I started considering human evolution (or lack thereof) when looking at many of my patient’s illnesses. I also considered human evolution as I made recommendations for treatment and more importantly, for setting expectations. And last but not least, I consider evolution when making recommendations for prevention of illness. What would a caveman do?

I’m an orthopedic surgeon, so I’ll try for the most part to stick to what I know best. That’s always safest. But I think the principles can be applied to all disciplines, and frankly, to much of what ails us in life in general.

And here’s why. Because we’re really put together to last about 25 good years. It’s probably a shock to read that when we’ve all been shooting for a hundred. Or reading about how 60 is the new 50. The truth is that if we were living in a completely natural world humans would last about 25 years on average. Right…but we’re not living in a natural world. So what? So…tell that to your body. It doesn’t know that you’re born in 2010 or 10,000BC. It doesn’t know whether you’re born in the United States or Mozambique.

Up until 1900 the average age of death of women was about 40. Women often died in childbirth.

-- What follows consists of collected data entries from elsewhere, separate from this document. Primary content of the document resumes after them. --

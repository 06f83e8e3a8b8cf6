//! API server binding, with optional TLS.
//!
//! When TLS is enabled, a plain-HTTP client hitting the TLS port gets a
//! `400 Bad Request` instead of an opaque handshake failure.

use std::io;
use std::net::SocketAddr;

use anyhow::{bail, Context, Result};
use axum_server::accept::Accept;
use axum_server::tls_rustls::{RustlsAcceptor, RustlsConfig};
use futures::future::BoxFuture;
use tokio::io::AsyncWriteExt;
use tokio::net::TcpStream;

use crate::domain::models::config::ApiConfig;

use super::{router, ApiState};

// First byte of a TLS handshake record.
const TLS_HANDSHAKE_BYTE: u8 = 0x16;
const PLAIN_HTTP_RESPONSE: &[u8] =
    b"HTTP/1.1 400 Bad Request\r\ncontent-length: 0\r\nconnection: close\r\n\r\n";

/// Wraps the rustls acceptor; peeks the first byte of each connection and
/// answers plain HTTP with 400 before closing.
#[derive(Clone)]
pub struct PlainHttpRejectAcceptor {
    inner: RustlsAcceptor,
}

impl PlainHttpRejectAcceptor {
    pub fn new(config: RustlsConfig) -> Self {
        Self {
            inner: RustlsAcceptor::new(config),
        }
    }
}

impl<S> Accept<TcpStream, S> for PlainHttpRejectAcceptor
where
    RustlsAcceptor: Accept<TcpStream, S>,
    <RustlsAcceptor as Accept<TcpStream, S>>::Future: Send + 'static,
    S: Send + 'static,
{
    type Stream = <RustlsAcceptor as Accept<TcpStream, S>>::Stream;
    type Service = <RustlsAcceptor as Accept<TcpStream, S>>::Service;
    type Future = BoxFuture<'static, io::Result<(Self::Stream, Self::Service)>>;

    fn accept(&self, stream: TcpStream, service: S) -> Self::Future {
        let inner = self.inner.clone();
        Box::pin(async move {
            let mut first = [0u8; 1];
            let n = stream.peek(&mut first).await?;
            if n > 0 && first[0] != TLS_HANDSHAKE_BYTE {
                let mut stream = stream;
                let _ = stream.write_all(PLAIN_HTTP_RESPONSE).await;
                let _ = stream.shutdown().await;
                return Err(io::Error::new(
                    io::ErrorKind::InvalidData,
                    "plain HTTP request on TLS port",
                ));
            }
            inner.accept(stream, service).await
        })
    }
}

/// Bind and serve the control API until the process shuts down.
pub async fn serve(state: ApiState, config: &ApiConfig) -> Result<()> {
    let app = router(state);
    let addr = SocketAddr::from(([0, 0, 0, 0], config.port));

    if config.tls.enabled {
        let (cert, key) = match (&config.tls.cert_path, &config.tls.key_path) {
            (Some(cert), Some(key)) => (cert, key),
            _ => bail!("TLS is enabled but cert_path/key_path are not set"),
        };
        let rustls = RustlsConfig::from_pem_file(cert, key)
            .await
            .with_context(|| format!("loading TLS material from {}", cert.display()))?;
        tracing::info!(target: "catsync::api", %addr, "serving control API over TLS");
        axum_server::bind(addr)
            .acceptor(PlainHttpRejectAcceptor::new(rustls))
            .serve(app.into_make_service())
            .await
            .context("API server failed")?;
    } else {
        tracing::info!(target: "catsync::api", %addr, "serving control API");
        axum_server::bind(addr)
            .serve(app.into_make_service())
            .await
            .context("API server failed")?;
    }
    Ok(())
}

Remember a couple of blogs ago, I said that because of our intelligence we figured out how to birth babies with forceps and C-sections. Someone invented birth control pills. That resulted in a huge improvement in the life expectancy of women and children.

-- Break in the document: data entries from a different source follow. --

//! Catsync daemon entry point.

use std::path::PathBuf;
use std::sync::Arc;
use std::time::Duration;

use anyhow::{Context, Result};
use clap::Parser;

use catsync::adapters::catalog::HttpCatalog;
use catsync::adapters::driver;
use catsync::api::{server, ApiState};
use catsync::domain::ports::catalog::Catalog;
use catsync::infrastructure::config::ConfigLoader;
use catsync::infrastructure::logging;
use catsync::services::{
    Controller, ControllerConfig, DependencyWatcher, DriverFactory, EventStore,
    RegistrationManager, TemplateEngine, WatcherConfig,
};

#[derive(Parser)]
#[command(name = "catsync", version, about = "Catalog-driven infrastructure sync daemon")]
struct Cli {
    /// Path to the configuration file.
    #[arg(short, long, env = "CATSYNC_CONFIG")]
    config: Option<PathBuf>,

    /// Run every task once, then exit.
    #[arg(long)]
    once: bool,

    /// Dry-run every task once, report plans, then exit.
    #[arg(long, conflicts_with = "once")]
    inspect: bool,
}

#[tokio::main]
async fn main() -> Result<()> {
    let cli = Cli::parse();
    let config = ConfigLoader::load(cli.config.as_deref()).context("Failed to load configuration")?;
    logging::init(&config.log)?;

    let catalog = Arc::new(HttpCatalog::new(&config.catalog)?);
    if let Err(err) = catalog.probe_license().await {
        tracing::warn!(error = %err, "license probe failed");
    }

    let events = Arc::new(EventStore::new(config.event_buffer_size));
    let catalog_port: Arc<dyn Catalog> = catalog.clone();
    let watcher = DependencyWatcher::new(Arc::clone(&catalog_port), WatcherConfig::default());
    let engine = TemplateEngine::new(watcher, config.working_dir.clone());

    let driver_config = config.driver.clone();
    let drivers: DriverFactory = Arc::new(move |task, template| {
        driver::new_driver(&driver_config, task, template)
    });

    let controller = Arc::new(Controller::new(
        engine,
        events,
        drivers,
        ControllerConfig {
            default_buffer: config.buffer,
            once_timeout: Duration::from_secs(config.once_timeout_secs),
        },
    ));

    controller
        .init_once(config.tasks.clone(), cli.inspect)
        .await
        .context("once-mode startup failed")?;

    if cli.once || cli.inspect {
        controller.shutdown().await;
        return Ok(());
    }

    let registration = if config.catalog.self_registration.enabled {
        let manager = RegistrationManager::new(&config, Arc::clone(&catalog_port));
        if let Err(err) = manager.register().await {
            tracing::warn!(error = %err, "self-registration failed, continuing without it");
        }
        Some(manager)
    } else {
        None
    };

    let state = ApiState {
        controller: Arc::clone(&controller),
        auth_token: config.api.auth_token.clone().map(Arc::new),
    };
    let api_config = config.api.clone();
    let mut api = tokio::spawn(async move { server::serve(state, &api_config).await });

    tokio::select! {
        _ = tokio::signal::ctrl_c() => {
            tracing::info!("shutdown signal received");
            api.abort();
        }
        result = &mut api => {
            result.context("API server task panicked")??;
        }
    }

    if let Some(manager) = registration {
        if let Err(err) = manager.deregister().await {
            tracing::warn!(error = %err, "self-deregistration failed");
        }
    }
    controller.shutdown().await;
    Ok(())
}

Women were pretty clever, and way before 1940 they had already figured out how to keep from having a string of babies. They relied on old-school routines, like the rhythm method and abstinence! I remember my grandparents slept in twin beds. Those Irish and Mexican Catholics had only two kids each, proving that twin beds work! Do you recall Scarlett O’Hara’s plan for birth control once she realized her waist size had increased following the birth of the unfortunate little Bonnie Blue? She moved into another room and locked the door on poor Rhett Butler! And she didn’t have any more kids!

These early methods of birth control, among other earlier advances in medical care and safety resulted in a gradual increase in life expectancy. I’m going to go through a litany of reasons we live a long time in this unnatural world so you can understand why our bodies wear out just when we least expect it. That way I can help you get prepared for it. Stay tuned.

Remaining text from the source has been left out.